* [Exercise aim]:
Look through the records below, count the lines with the word "DownTrackSpreader", and reply with only the number.

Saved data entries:
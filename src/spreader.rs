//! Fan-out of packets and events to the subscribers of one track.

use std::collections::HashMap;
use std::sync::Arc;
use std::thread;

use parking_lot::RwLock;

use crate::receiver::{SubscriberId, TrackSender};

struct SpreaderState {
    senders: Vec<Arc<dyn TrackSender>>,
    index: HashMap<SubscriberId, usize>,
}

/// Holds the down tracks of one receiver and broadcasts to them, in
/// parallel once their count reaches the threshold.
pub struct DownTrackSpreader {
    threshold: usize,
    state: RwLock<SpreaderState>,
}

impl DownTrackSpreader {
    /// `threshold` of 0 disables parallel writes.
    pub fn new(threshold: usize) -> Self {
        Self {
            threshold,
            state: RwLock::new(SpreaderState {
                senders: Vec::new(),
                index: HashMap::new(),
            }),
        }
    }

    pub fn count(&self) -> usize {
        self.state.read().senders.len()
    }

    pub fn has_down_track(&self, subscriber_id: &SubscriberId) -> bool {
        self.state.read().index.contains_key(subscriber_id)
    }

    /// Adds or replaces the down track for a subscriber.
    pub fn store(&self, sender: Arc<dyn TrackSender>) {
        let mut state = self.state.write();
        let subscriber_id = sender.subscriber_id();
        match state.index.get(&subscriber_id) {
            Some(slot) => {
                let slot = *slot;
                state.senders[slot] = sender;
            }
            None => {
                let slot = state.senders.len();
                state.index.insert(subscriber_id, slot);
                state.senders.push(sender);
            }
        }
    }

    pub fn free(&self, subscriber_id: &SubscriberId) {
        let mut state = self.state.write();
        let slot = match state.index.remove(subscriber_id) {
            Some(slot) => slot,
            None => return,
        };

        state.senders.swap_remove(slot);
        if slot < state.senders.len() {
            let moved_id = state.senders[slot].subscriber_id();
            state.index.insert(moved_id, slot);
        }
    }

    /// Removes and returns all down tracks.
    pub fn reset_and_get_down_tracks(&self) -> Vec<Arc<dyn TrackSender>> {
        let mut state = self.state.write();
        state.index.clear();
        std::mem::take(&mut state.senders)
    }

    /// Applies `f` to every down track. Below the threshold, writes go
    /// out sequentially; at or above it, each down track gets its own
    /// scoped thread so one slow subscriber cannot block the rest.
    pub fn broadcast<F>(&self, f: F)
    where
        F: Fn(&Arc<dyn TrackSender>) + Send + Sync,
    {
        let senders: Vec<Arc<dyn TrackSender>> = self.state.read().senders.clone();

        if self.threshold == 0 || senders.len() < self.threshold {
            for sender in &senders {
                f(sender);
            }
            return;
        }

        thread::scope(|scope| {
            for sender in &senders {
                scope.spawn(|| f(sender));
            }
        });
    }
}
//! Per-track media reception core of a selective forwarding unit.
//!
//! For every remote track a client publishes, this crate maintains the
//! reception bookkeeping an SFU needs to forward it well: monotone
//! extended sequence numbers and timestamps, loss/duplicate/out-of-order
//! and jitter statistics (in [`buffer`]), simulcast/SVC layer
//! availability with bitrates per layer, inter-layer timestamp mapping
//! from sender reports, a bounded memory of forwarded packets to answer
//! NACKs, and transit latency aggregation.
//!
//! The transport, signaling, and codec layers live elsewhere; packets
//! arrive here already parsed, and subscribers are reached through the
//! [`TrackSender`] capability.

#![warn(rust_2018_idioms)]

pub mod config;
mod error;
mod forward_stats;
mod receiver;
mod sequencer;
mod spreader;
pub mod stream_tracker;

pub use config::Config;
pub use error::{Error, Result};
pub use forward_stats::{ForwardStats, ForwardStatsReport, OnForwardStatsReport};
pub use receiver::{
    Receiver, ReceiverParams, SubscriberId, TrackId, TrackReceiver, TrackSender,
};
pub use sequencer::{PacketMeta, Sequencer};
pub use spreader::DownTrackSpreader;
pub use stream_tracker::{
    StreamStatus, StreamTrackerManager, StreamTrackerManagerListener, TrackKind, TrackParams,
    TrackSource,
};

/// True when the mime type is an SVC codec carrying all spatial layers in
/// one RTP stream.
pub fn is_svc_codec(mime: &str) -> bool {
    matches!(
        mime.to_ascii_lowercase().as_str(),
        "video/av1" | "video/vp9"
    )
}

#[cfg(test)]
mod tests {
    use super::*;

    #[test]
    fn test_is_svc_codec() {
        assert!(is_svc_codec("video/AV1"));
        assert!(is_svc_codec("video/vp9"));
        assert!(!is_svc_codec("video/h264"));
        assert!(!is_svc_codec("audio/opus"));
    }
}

==

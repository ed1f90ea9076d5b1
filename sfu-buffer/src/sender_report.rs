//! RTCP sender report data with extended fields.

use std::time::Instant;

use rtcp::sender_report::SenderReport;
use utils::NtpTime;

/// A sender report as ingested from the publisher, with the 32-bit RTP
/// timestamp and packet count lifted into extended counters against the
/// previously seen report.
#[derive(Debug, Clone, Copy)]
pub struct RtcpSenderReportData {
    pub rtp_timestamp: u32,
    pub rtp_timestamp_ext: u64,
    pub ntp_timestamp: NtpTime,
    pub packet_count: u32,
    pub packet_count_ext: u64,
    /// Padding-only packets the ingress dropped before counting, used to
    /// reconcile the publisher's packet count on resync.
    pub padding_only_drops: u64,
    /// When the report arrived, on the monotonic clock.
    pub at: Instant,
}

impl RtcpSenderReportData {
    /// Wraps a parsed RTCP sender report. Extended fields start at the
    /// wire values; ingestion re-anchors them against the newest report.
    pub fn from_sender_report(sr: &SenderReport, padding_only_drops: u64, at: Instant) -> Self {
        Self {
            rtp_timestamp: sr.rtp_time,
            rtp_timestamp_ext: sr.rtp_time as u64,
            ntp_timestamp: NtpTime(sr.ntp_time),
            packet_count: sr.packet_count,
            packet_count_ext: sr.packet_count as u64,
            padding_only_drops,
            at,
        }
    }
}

==

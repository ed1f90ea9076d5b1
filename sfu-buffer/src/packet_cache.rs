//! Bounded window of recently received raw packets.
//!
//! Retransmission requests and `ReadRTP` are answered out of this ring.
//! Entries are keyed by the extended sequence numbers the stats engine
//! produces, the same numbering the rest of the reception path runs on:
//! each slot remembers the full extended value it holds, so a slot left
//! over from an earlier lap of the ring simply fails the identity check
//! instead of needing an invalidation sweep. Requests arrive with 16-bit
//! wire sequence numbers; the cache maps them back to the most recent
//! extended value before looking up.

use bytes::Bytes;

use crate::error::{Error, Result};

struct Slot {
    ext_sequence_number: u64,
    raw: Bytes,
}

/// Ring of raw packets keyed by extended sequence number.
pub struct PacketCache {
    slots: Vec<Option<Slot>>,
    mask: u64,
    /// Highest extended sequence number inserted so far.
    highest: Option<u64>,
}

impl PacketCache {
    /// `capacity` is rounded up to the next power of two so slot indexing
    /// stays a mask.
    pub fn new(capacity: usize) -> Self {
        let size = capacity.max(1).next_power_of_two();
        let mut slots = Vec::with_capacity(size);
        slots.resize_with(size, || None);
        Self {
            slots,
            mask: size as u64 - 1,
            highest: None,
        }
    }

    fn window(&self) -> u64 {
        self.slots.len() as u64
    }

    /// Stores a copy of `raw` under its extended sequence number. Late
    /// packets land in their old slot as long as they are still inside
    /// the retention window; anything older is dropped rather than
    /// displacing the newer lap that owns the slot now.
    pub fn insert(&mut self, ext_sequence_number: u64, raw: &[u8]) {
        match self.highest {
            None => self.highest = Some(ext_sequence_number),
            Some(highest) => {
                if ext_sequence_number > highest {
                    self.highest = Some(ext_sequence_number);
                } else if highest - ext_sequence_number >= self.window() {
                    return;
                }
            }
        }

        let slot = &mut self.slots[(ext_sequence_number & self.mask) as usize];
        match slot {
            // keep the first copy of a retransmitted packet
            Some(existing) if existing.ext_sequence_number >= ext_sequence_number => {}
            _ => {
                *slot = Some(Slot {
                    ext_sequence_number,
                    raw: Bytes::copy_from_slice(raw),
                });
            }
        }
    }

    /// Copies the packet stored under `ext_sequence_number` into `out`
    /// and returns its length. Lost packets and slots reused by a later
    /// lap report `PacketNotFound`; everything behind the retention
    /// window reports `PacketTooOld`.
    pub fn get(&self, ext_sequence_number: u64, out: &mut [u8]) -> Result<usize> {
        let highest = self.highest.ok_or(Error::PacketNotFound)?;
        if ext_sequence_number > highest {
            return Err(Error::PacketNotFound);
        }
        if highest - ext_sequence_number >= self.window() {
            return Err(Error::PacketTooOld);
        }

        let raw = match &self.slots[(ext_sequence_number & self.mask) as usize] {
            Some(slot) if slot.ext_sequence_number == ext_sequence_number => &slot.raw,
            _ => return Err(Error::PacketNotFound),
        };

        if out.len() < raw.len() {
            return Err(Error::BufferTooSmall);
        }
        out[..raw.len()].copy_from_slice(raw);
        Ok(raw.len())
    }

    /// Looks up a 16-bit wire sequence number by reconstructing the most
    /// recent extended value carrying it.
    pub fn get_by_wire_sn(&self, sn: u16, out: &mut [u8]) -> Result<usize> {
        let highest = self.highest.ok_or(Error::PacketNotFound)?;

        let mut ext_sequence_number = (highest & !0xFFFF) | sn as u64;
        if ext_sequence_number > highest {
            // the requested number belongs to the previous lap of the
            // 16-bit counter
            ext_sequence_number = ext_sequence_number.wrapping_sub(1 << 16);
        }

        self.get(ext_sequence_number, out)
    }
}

* [Response to the exercise]:
3